Kampçılar, kendi aralarında çeşitli gruplara ayrılırlar. Bazı kişiler, uzak yerde yalnızlık ararken, bazıları yaya olarak, bazı gruplar ise kayıklar veya motosiklet ile seyahat etmeyi isterler.
Kampçılığın yaygın olduğu memleketlerde, çeşitli yerlerde kamp bölgeleri bulunur. Bu bölgelerde bir kampta olması gereken her türlü alt yapı mevcuttur. Avrupa’da, bilhassa Batı Avrupa’da ikinci Dünya Harbinden sonra süratle gelişen kampçılık, kıtada kamu ve özel işletmelere ait binlerce kamp yerinin kurulmasına yol açtı.
Kampçılık da, kendisine has kuralları olan bir spordur. Bu kurallara uyulmadığı takdirde kampçıların büyük tehlikelerle karşı karşıya kalacağı bir gerçektir. Bir kamp yerinin seçiminde ilk şart emniyet ve rahatlıktır. ideal bir kamp yeri, suyu, kamp ateşi için lüzumlu olan odunu bol ve yüksek bir yerde,
bataklıklardan ve uzun otlu bölgelerden uzakta olmalıdır. Kamp yapan grupların özelliklerine göre değişen malzeme ihtiyacı aşağı yukarı şu şekildedir: ilk yardım çantası, su kapları, su geçirmez kibritler, harita ve pusula, keskin bıçak, balta, el feneri veya lamba, testere, ip, güneş gözlükleri, güneş yağı ve herkes için ayrı birer uyku tulumu. Yemek için lüzumlu bıçak, çatal, kaşık, tabak ve küçük çelik bir tava. Kamp erzakı için de dondurulmuş et, tereyağı ve reçel ile kurutulmuş yiyecekler konserve ve şuruplar idealdir.
Kamp hayatının kendisine has bir giyim tarzı vardır. Giyeceklerde aranan ilk özellik rahatlıktır. Kamp giyeceklerinin havadaki değişiklikler de dikkate alınarak seçilmesi lazımdır. Bir diğer ifadeyle her havaya göre giyilebilecek çeşitli elbiseler getirilmesi kişinin kamp hayatında rahat etmesini sağlar.
Bir kampçının sağlığı ve rahatlığı önceden alınacak temizlik ve emniyet tedbirleri ile yakından alakalıdır. Bir bölgeyi terk etmeden önce kamp ateşinin söndürülüp söndürülmediğini kontrol etmesi ve artıkların gömülmesi veya belli bir yerde toplanması gereklidir. Yüzme sahalarının da temiz bırakılması yine uyulması gerekli tedbirlerin başında gelir. Kampçıların yiyeceklerini böceklerden korumak için itina göstermeleri, şüpheli suları kaynatmadan içmemeleri sağlıklarının devamı açısından son derece önemlidir. Yardım çantasının her zaman el altında bulundurulması da kampçıların uyması gereken hususlardandır.

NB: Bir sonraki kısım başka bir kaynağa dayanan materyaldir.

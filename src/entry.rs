//! Landing-page routing from URL query parameters.

use serde::{Deserialize, Serialize};

use crate::models::Sector;

const CHURCH_KEYWORDS: [&str; 7] = [
    "church", "worship", "ministry", "faith", "chapel", "parish", "congregation",
];
const VENUE_KEYWORDS: [&str; 8] = [
    "venue",
    "business",
    "hospitality",
    "restaurant",
    "hotel",
    "arena",
    "stadium",
    "retail",
];

/// Query parameters a landing URL may carry.
#[derive(Debug, Clone, Default, Deserialize)]
pub struct EntryParams {
    pub sector: Option<String>,
    pub org: Option<String>,
    pub utm_campaign: Option<String>,
    /// Full landing URL; its query string is read when the fields above are absent.
    pub landing_url: Option<String>,
}

impl EntryParams {
    /// Extracts the recognised parameters from a full URL.
    pub fn from_url(raw: &str) -> Result<Self, url::ParseError> {
        let parsed = url::Url::parse(raw)?;
        let mut params = Self::default();

        for (key, value) in parsed.query_pairs() {
            match key.as_ref() {
                "sector" => params.sector = Some(value.into_owned()),
                "org" => params.org = Some(value.into_owned()),
                "utm_campaign" => params.utm_campaign = Some(value.into_owned()),
                _ => {}
            }
        }

        Ok(params)
    }

    /// Fills missing fields from `landing_url`, if one was given and parses.
    pub fn resolved(self) -> Self {
        let Some(raw) = self.landing_url.as_deref() else {
            return self;
        };

        match Self::from_url(raw) {
            Ok(from_url) => Self {
                sector: self.sector.or(from_url.sector),
                org: self.org.or(from_url.org),
                utm_campaign: self.utm_campaign.or(from_url.utm_campaign),
                landing_url: self.landing_url,
            },
            Err(e) => {
                tracing::warn!("Ignoring unparseable landing URL: {}", e);
                self
            }
        }
    }
}

fn match_keywords(text: &str) -> Option<Sector> {
    let text = text.to_lowercase();
    if CHURCH_KEYWORDS.iter().any(|k| text.contains(k)) {
        Some(Sector::HouseOfWorship)
    } else if VENUE_KEYWORDS.iter().any(|k| text.contains(k)) {
        Some(Sector::Venue)
    } else {
        None
    }
}

/// Detects a sector from `sector`, then `org`, then a hospitality campaign.
pub fn detect_sector(params: &EntryParams) -> Option<Sector> {
    [params.sector.as_deref(), params.org.as_deref()]
        .into_iter()
        .flatten()
        .find_map(match_keywords)
        .or_else(|| {
            params
                .utm_campaign
                .as_deref()
                .filter(|c| c.to_lowercase().contains("hospitality"))
                .map(|_| Sector::Venue)
        })
}

#[derive(Debug, Clone, Copy, PartialEq, Eq, Serialize)]
pub struct EntryDecision {
    pub sector: Option<Sector>,
    /// Jump straight into the quiz when the sector is already known.
    pub skip_landing: bool,
}

pub fn route_entry(params: &EntryParams) -> EntryDecision {
    let sector = detect_sector(params);
    EntryDecision {
        sector,
        skip_landing: sector.is_some(),
    }
}
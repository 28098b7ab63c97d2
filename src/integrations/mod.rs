//! External service integrations.

pub mod crm {
    pub use crate::crm::*;
}

pub mod insights {
    pub use crate::insights::*;
}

Son yıllarda deniz kenarlarının çok kalabalıklaşması, denizlerin aşırı dercede kirlenmeleri, buralarda dinlenmek isteyenlerin kamp yapmasını zorlaştırmıştır. Buna karşılık ormanlık ve temiz havası olan yaylalarda karavan kampçılığı başlamıştır.Karadeniz, Akdeniz ve Ege bölgelerinde böyle yerler çok bulunmaktadır. ilk çağlardan beri Türkler hareketli bir hayat içinde olup, konar göçer idiler. Dağcılığa benzeyen bu hayat tarzı yerleşik hayata geçtikten sonra yaylaya çıkma şeklinde günümüze kadar devam etmiştir.